THE MIDDLE OF THE NIGHT

Stories

by Daniel Stolar

Pub Date: June 1st, 2003
ISBN: 0-312-30409-9
Publisher: Picador

Family crisis and calamity rule the day in eight longish debut tales.

The worlds Stolar depicts are complete in their frankness and realism, but sometimes they feel put together like jigsaw puzzles, with familiar pieces stitched into unfamiliar patterns rather than uniquely painted or drawn. A sampling: in “Jack Landers is my Friend,” an ex-nerd mingles with his old high school crowd, now old enough to have “arrived at a point in our lives where infidelity, or at least the possibility of it, was an assumed feature of our social terrain.” But will this be the night when our narrator finally mingles with the girl he used to wonder about in school?
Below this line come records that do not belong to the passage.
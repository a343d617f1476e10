//! Tool registration and schema validation for the Waypoint tool server.
//!
//! A [`services::ToolRegistry`] maps tool names to typed descriptors carrying
//! a structural input schema and an async handler. The module follows
//! hexagonal architecture:
//!
//! - Domain types in [`domain`]
//! - Port contracts in [`ports`]
//! - Adapter implementations (the sample travel catalog) in [`adapters`]
//! - The registry itself in [`services`]

pub mod adapters;
pub mod domain;
pub mod ports;
pub mod services;
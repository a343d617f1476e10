//! Duplex transport: one JSON message per line in, one per line out.
//!
//! Lines are handled as raw bytes, so a line that is not UTF-8 gets a parse
//! error reply instead of ending the session.

use super::TransportError;
use crate::dispatch::Dispatcher;
use crate::session::domain::TransportBinding;
use crate::session::services::SessionRegistry;
use std::sync::Arc;
use tokio::io::{AsyncBufRead, AsyncBufReadExt, AsyncWrite, AsyncWriteExt, BufReader};
use tracing::{debug, info, warn};

/// Serves one implicit session over a line-oriented byte stream.
///
/// Requests are handled strictly in order. The session closes when the input
/// reaches end of file or the loop fails.
#[derive(Debug, Clone)]
pub struct DuplexTransport {
    dispatcher: Arc<Dispatcher>,
    sessions: Arc<SessionRegistry>,
}

impl DuplexTransport {
    /// Creates a transport sharing `dispatcher` and `sessions`.
    #[must_use]
    pub const fn new(dispatcher: Arc<Dispatcher>, sessions: Arc<SessionRegistry>) -> Self {
        Self {
            dispatcher,
            sessions,
        }
    }

    /// Serves the process's standard input and output.
    ///
    /// # Errors
    ///
    /// Returns [`TransportError`] when stdio fails or the session cannot be
    /// created.
    pub async fn run_stdio(&self) -> Result<(), TransportError> {
        self.run(BufReader::new(tokio::io::stdin()), tokio::io::stdout())
            .await
    }

    /// Serves `reader` and `writer` until the reader closes.
    ///
    /// # Errors
    ///
    /// Returns [`TransportError`] when reading, writing or encoding fails, or
    /// when the session cannot be created.
    pub async fn run<R, W>(&self, reader: R, writer: W) -> Result<(), TransportError>
    where
        R: AsyncBufRead + Unpin,
        W: AsyncWrite + Unpin,
    {
        let session = self.sessions.create_session(TransportBinding::Duplex)?;
        info!(session_id = %session.id(), "duplex transport ready");

        let outcome = self.pump(reader, writer).await;
        if let Err(err) = &outcome {
            warn!(session_id = %session.id(), error = %err, "duplex transport failed");
        }
        if let Err(err) = self.sessions.close(session.id()) {
            warn!(session_id = %session.id(), error = %err, "failed to close duplex session");
        }
        outcome
    }

    async fn pump<R, W>(&self, mut reader: R, mut writer: W) -> Result<(), TransportError>
    where
        R: AsyncBufRead + Unpin,
        W: AsyncWrite + Unpin,
    {
        let mut buf = Vec::new();
        loop {
            buf.clear();
            if reader.read_until(b'\n', &mut buf).await? == 0 {
                break;
            }
            let line = buf.trim_ascii();
            if line.is_empty() {
                continue;
            }

            let Some(response) = self.dispatcher.handle_bytes(line).await else {
                continue;
            };
            let encoded = response.to_json_line()?;
            writer.write_all(encoded.as_bytes()).await?;
            writer.write_all(b"\n").await?;
            writer.flush().await?;
        }

        debug!("duplex input closed");
        Ok(())
    }
}
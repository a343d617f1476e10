//! Event store adapters.

mod memory;

pub use memory::InMemoryEventStore;
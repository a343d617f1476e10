//! Handler port invoked by `tools/call`.

use async_trait::async_trait;
use serde_json::{Map, Value};
use std::sync::Arc;
use thiserror::Error;

/// Result type for tool handler invocations.
pub type ToolHandlerResult<T> = Result<T, ToolHandlerError>;

/// Executes a single tool against already-validated arguments.
///
/// Arguments have passed the tool's input schema and carry declared
/// defaults. The returned value is rendered as the text content of the
/// `tools/call` result.
#[async_trait]
pub trait ToolHandler: Send + Sync {
    /// Runs the tool.
    async fn invoke(&self, arguments: Map<String, Value>) -> ToolHandlerResult<Value>;
}

/// Errors returned by tool handlers.
#[derive(Debug, Clone, Error)]
pub enum ToolHandlerError {
    /// The arguments are well-formed but the tool cannot serve them.
    #[error("{0}")]
    Rejected(String),

    /// Generic handler failure.
    #[error("tool handler error: {0}")]
    Runtime(Arc<dyn std::error::Error + Send + Sync>),
}

impl ToolHandlerError {
    /// Creates a rejection carrying a caller-facing message.
    #[must_use]
    pub fn rejected(message: impl Into<String>) -> Self {
        Self::Rejected(message.into())
    }

    /// Wraps a runtime error from the handler.
    pub fn runtime(err: impl std::error::Error + Send + Sync + 'static) -> Self {
        Self::Runtime(Arc::new(err))
    }
}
A family saga emerges in “Home in New Hampshire” when a middle-aged woman’s below-the-waist paralysis creates predictable difficulty in a marriage (despite surgery that makes intercourse possible) and come to threaten the entire family. Another family theme appears in “Second Son” when an aging doctor’s responsibility to teach his second son how to drive becomes an opportunity for reflection on the progress of medicine and the old relationship with the first son. “Fundamentals” is a somewhat stilted basketball fable about competition reaching across generations to damage relationships. And in “Mourning,” a young man’s mother’s death by cancer while he is in college triggers a friendship with another young man (“Remember, this is the semester your mother died,” the friend says, helping the protagonist to cope and study. “We’re not shooting for A’s here”) that eventually becomes a sweetly mystical inauguration into adulthood and a study in healing and redemption. Stolar’s delivery is fresh in its simplicity but sometimes stale in its construction. The seams still show, and at moments sentiment comes to the fore where beauty is called for. But, with complicated plots, he shows a propensity for the longer form he’s almost certainly headed toward.

Stilted, but genuine.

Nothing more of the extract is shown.